Drag queens come up to me on the street and can show me the dance moves. RuPaul knew my lipstick color. I was flattered.

Feeding is a very important ritual for me. I don't trust people who don't like to eat.

For everyone I've ever lived with, it's like the big joke: who's going to come home today? I'm like a split personality. My face changes, my voice changes, my personality changes. If I'm talking about Boston or New York, you'll notice my voice change. It's bad; I have no personality!

Girls' school-I couldn't deal with that. I was so boy crazy at the time that the idea of not having any boys around was really depressing.

I always find people who are unique very attractive.

I blink like a lizard - I don't close my eyes all the way. Does that make me cold-blooded or just dry-eyed?

I could never go out like this in LA. I'd be way too self-conscious. I have to wear glasses all the time. I'm super-sensitive to wind or strong light.

I did Showgirls and Bound at the same time and she kind of was a whatever. She kind of would sleep with anything. She wasn't really a sexual person in a way. She was just a power person.

I did the cover of Cigar Aficionado, so I'm supposed to talk about loving cigars. I've smoked them a couple of times. My father used to smoke cigars. I love the idea and the concept, and I love the smell of cigars.

I don't aspire to be a bimbo, but I do think that porno girls are the next supermodels. I mean, where else is there to go?

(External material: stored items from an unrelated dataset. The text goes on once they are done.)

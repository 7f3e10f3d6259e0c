//! External tool invocation.
//!
//! Every child process the pipeline starts goes through [`ToolRunner`], so
//! the orchestration can be driven by a scripted runner in tests.

use std::ffi::OsString;
use std::path::PathBuf;
use std::process::{Command, ExitStatus, Stdio};

use dmount_common::{DmountError, DmountResult};

/// One call of an external tool.
#[derive(Debug, Clone, PartialEq, Eq)]
pub struct Invocation {
    /// Program to execute.
    pub program: PathBuf,
    /// Arguments, without the program name.
    pub args: Vec<OsString>,
    /// Capture standard output instead of discarding it.
    pub capture: bool,
}

impl Invocation {
    /// Create an invocation whose output is discarded.
    pub fn new(program: impl Into<PathBuf>) -> Self {
        Self {
            program: program.into(),
            args: Vec::new(),
            capture: false,
        }
    }

    /// Append an argument.
    #[must_use]
    pub fn arg(mut self, arg: impl Into<OsString>) -> Self {
        self.args.push(arg.into());
        self
    }

    /// Capture standard output.
    #[must_use]
    pub fn captured(mut self) -> Self {
        self.capture = true;
        self
    }

    /// The program as a display string, for logs and errors.
    #[must_use]
    pub fn tool(&self) -> String {
        self.program.display().to_string()
    }
}

/// Exit status and captured output of a finished child.
#[derive(Debug, Clone, PartialEq, Eq)]
pub struct ProcessOutcome {
    /// Exit status; `128 + signal` when the child was killed.
    pub status: i32,
    /// Standard output, present only for captured invocations.
    pub output: Option<Vec<u8>>,
}

impl ProcessOutcome {
    /// Outcome of an uncaptured invocation.
    #[must_use]
    pub const fn status(status: i32) -> Self {
        Self {
            status,
            output: None,
        }
    }

    /// Outcome of a captured invocation.
    #[must_use]
    pub fn captured(status: i32, output: Vec<u8>) -> Self {
        Self {
            status,
            output: Some(output),
        }
    }

    /// Whether the child exited with status zero.
    #[must_use]
    pub const fn success(&self) -> bool {
        self.status == 0
    }

    /// Captured output, empty when nothing was captured.
    #[must_use]
    pub fn output(&self) -> &[u8] {
        self.output.as_deref().unwrap_or_default()
    }
}

/// Runs an external tool to completion.
pub trait ToolRunner {
    /// Run the invocation and block until the child exits.
    ///
    /// # Errors
    ///
    /// Returns [`DmountError::Spawn`] if the process could not be started.
    fn run(&mut self, invocation: &Invocation) -> DmountResult<ProcessOutcome>;
}

impl<T: ToolRunner + ?Sized> ToolRunner for &mut T {
    fn run(&mut self, invocation: &Invocation) -> DmountResult<ProcessOutcome> {
        (**self).run(invocation)
    }
}

/// [`ToolRunner`] backed by real child processes.
#[derive(Debug, Default, Clone, Copy)]
pub struct SystemRunner;

impl ToolRunner for SystemRunner {
    fn run(&mut self, invocation: &Invocation) -> DmountResult<ProcessOutcome> {
        tracing::debug!(
            program = %invocation.program.display(),
            args = ?invocation.args,
            capture = invocation.capture,
            "Running tool"
        );

        let mut cmd = Command::new(&invocation.program);
        cmd.args(&invocation.args).stdin(Stdio::null());

        let spawn_error = |source| DmountError::Spawn {
            tool: invocation.tool(),
            source,
        };

        let outcome = if invocation.capture {
            let output = cmd
                .stdout(Stdio::piped())
                .stderr(Stdio::inherit())
                .output()
                .map_err(spawn_error)?;
            ProcessOutcome::captured(exit_status_code(output.status), output.stdout)
        } else {
            let status = cmd
                .stdout(Stdio::null())
                .stderr(Stdio::null())
                .status()
                .map_err(spawn_error)?;
            ProcessOutcome::status(exit_status_code(status))
        };

        tracing::debug!(
            program = %invocation.program.display(),
            status = outcome.status,
            "Tool exited"
        );
        Ok(outcome)
    }
}

/// Fold an [`ExitStatus`] into a shell-style integer status.
fn exit_status_code(status: ExitStatus) -> i32 {
    use std::os::unix::process::ExitStatusExt;

    status
        .code()
        .or_else(|| status.signal().map(|signal| 128 + signal))
        .unwrap_or(-1)
}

I don't have any blonde friends.

I don't really know clubs in LA so much. I go to places and I can't remember where I'm going. Just someone will drag me somewhere.

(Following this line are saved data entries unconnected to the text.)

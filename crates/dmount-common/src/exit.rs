//! Process exit codes, following sysexits(3).
//!
//! The automounter only sees the helper's exit status, so every failure
//! class maps onto one of these codes.

use std::process::ExitCode;

/// Successful termination.
pub const EX_OK: u8 = 0;
/// The command was used incorrectly.
pub const EX_USAGE: u8 = 64;
/// A service is unavailable.
pub const EX_UNAVAILABLE: u8 = 69;
/// An operating system error has been detected.
pub const EX_OSERR: u8 = 71;
/// Something was found in an unconfigured or misconfigured state.
pub const EX_CONFIG: u8 = 78;

/// Exit code classes the helper terminates with.
#[derive(Debug, Clone, Copy, PartialEq, Eq, Hash)]
pub enum ExitStatusCode {
    /// Mount specification emitted, or names listed.
    Ok,
    /// Bad arguments or unknown image name.
    Usage,
    /// Attaching the image did not produce a usable result.
    Unavailable,
    /// A child process could not be spawned, or decoding failed.
    OsError,
    /// The configuration file is missing or invalid.
    Config,
}

impl ExitStatusCode {
    /// Numeric sysexits value.
    #[must_use]
    pub const fn code(self) -> u8 {
        match self {
            Self::Ok => EX_OK,
            Self::Usage => EX_USAGE,
            Self::Unavailable => EX_UNAVAILABLE,
            Self::OsError => EX_OSERR,
            Self::Config => EX_CONFIG,
        }
    }
}

impl From<ExitStatusCode> for ExitCode {
    fn from(status: ExitStatusCode) -> Self {
        Self::from(status.code())
    }
}
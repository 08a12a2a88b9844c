use std::panic::{self, AssertUnwindSafe};
use std::path::Path;

use tracing::{debug, warn};

use crate::codec::archive::decode_image_archive;
use crate::codec::dataset::decode_dataset_file;
use crate::codec::stream::decode_stream_file;
use crate::codec::DecodeContext;
use crate::error::SkyframeError;
use crate::frame::{FileOutcome, Problem};
use crate::instrument::ContainerFormat;

/// Route one file to its codec by suffix.
///
/// Never fails: an unknown suffix, a codec error or a codec panic all become
/// `FileOutcome::Failed`.
pub fn dispatch(path: &Path, ctx: &DecodeContext<'_>) -> FileOutcome {
    let Some(format) = ctx.format.classify(path) else {
        let err = SkyframeError::UnsupportedFormat(path.to_path_buf());
        warn!(file = %path.display(), "Unrecognized file type");
        return FileOutcome::Failed(Problem::new(path, err.to_string()));
    };
    debug!(file = %path.display(), format = %format, "Dispatching");

    let result = panic::catch_unwind(AssertUnwindSafe(|| match format {
        ContainerFormat::RawStream => decode_stream_file(path, ctx),
        ContainerFormat::ImageArchive => decode_image_archive(path, ctx),
        ContainerFormat::Dataset => decode_dataset_file(path, ctx),
    }));

    match result {
        Ok(Ok(decoded)) => FileOutcome::Decoded(decoded),
        Ok(Err(err)) => {
            warn!(file = %path.display(), kind = ?err.kind(), error = %err, "Failed to process file");
            FileOutcome::Failed(Problem::new(path, err.to_string()))
        }
        Err(payload) => {
            let reason = payload
                .downcast_ref::<&str>()
                .map(|s| s.to_string())
                .or_else(|| payload.downcast_ref::<String>().cloned())
                .unwrap_or_else(|| "unknown panic".to_string());
            warn!(file = %path.display(), reason = %reason, "Codec panicked");
            FileOutcome::Failed(Problem::new(
                path,
                format!("failed to process file: {reason}"),
            ))
        }
    }
}
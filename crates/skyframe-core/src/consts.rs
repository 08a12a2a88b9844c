/// Magic line opening every raw frame stream.
pub const STREAM_MAGIC: &[u8] = b"P5";

/// Line announcing a pixel block; the line before it holds `width height`.
pub const PIXEL_BLOCK_SENTINEL: &[u8] = b"65535";

/// Prefix of a metadata line: `#"<key>"<value>`.
pub const METADATA_LINE_PREFIX: &[u8] = b"#\"";

/// Sticky metadata keys carried forward across frames of one stream.
pub const SITE_UID_KEY: &str = "Site unique ID";
pub const DEVICE_UID_KEY: &str = "Imager unique ID";

/// Metadata keys derived from image filenames.
pub const PROJECT_UID_KEY: &str = "Project unique ID";
pub const MODE_UID_KEY: &str = "Mode unique ID";
pub const REQUEST_START_KEY: &str = "Image request start";
pub const EXPOSURE_KEY: &str = "Subframe requested exposure";

/// Project identifier stamped on filename-derived metadata.
pub const PROJECT_UID: &str = "trex";

/// Exposure key prefixes that close a frame's metadata block.
pub const EFFECTIVE_EXPOSURE_PREFIX: &str = "Effective image exposure";
pub const EXPOSURE_PLUS_READOUT_PREFIX: &str = "Exposure plus readout";

/// Pinned raw-stream geometry (width, height) for fixed-resolution imagers.
pub const SPECTROGRAPH_DIMENSIONS: (usize, usize) = (256, 1024);
pub const RGB_RAW_DIMENSIONS: (usize, usize) = (553, 480);

/// Prefix of the private per-archive extraction directory.
pub const SCRATCH_PREFIX: &str = "skyframe-";

/// Structured-store layout.
pub const DATASET_IMAGES_PATH: &str = "data/images";
pub const DATASET_FILE_ATTRS_PATH: &str = "metadata/file";
pub const DATASET_FRAME_GROUP_PATH: &str = "metadata/frame";
pub const DATASET_FRAME_RECORD_PREFIX: &str = "frame";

I feel like I still am struggling in a lot of different ways. I still have to fight for certain things. Certain jobs. At least I'm working and I'm thankful for that.

I got into music in a couple different ways. I always liked music and a lot of my family members are involved in music. So to get into my brother's room with his groovy friends, I learned how to play Stairway to Heaven.

I got to work with Al Pacino and Christopher Plummer. It was me and these great actors!

I have more male energy in me.

I just met Eddie Izzard the other day; I realized he's probably the perfect guy for me. He's a straight guy but he's a lesbian. He's an action transvestite.

I learned a lot about critics, not to really take them too seriously about movies.

I like blowing instruments and fingering them. Actually, I love playing the Jew's harp, which you do both to. There are a lot of musicians in my family - composers, musicians, managers.

I like to eat so much. I'm actually a pretty good cook. But I cook mainly breakfast. At night I never get around to it, though I'd like to. I make excellent eggs in the morning.

I love cats. I have a lot of cat tales, ha ha, so to speak. A lot of my cats come to me. They show up at my house. I'm kind of a cat lady that way.

I love documentaries and I've never actually been so involved in the editing. We didn't really have a director because we decided to do it ourselves. It was just me, the editor and Seth. I really actually love putting things together and putting music to it.

I love giving gifts and I love receiving them. I really like giving little kids extravagant gifts. You see their little faces light up and they get excited. If it's a really good gift, I love receiving it, like jewels, small islands.

I make too much money for sleaze work. I don't think that many sleazy people have that much money, or it must be really good sleaze if they do.

I sang in one band called Fellow Johnson when I was 15. They needed a singer so I did a couple clubs with them. I was more into musical theatre, dance troupes and stuff. So I really put aside the music for awhile but people who wanted to do a record with me kept coming to me and I kept saying no.

I saw Dennis Rodman on TV last night threatening to get into the game. That could be a new trend, getting all these stars from athletes to movie people doing pornos. Wouldn't that be so genius? In a way though it might actually ruin the whole porn industry.

I talked to three other bands and a lot of individual people. In my head I always thought if I went on tour then I would put together different friends of mine in kind of a select band. But when you only have two weeks, dealing with people's schedules is so crazy.

I think all my characters are vulnerable even if they have a toughness on the outside of them. The tougher they are, the more vulnerable they are.

I think I'm not very judgmental.

I think I've already crossed a line that I couldn't get back to. The same way I'll never be a farmer. Sometimes I think I could be happy living this ultra-simple life digging up potatoes. But I've been polluted, so that I just can't enjoy that.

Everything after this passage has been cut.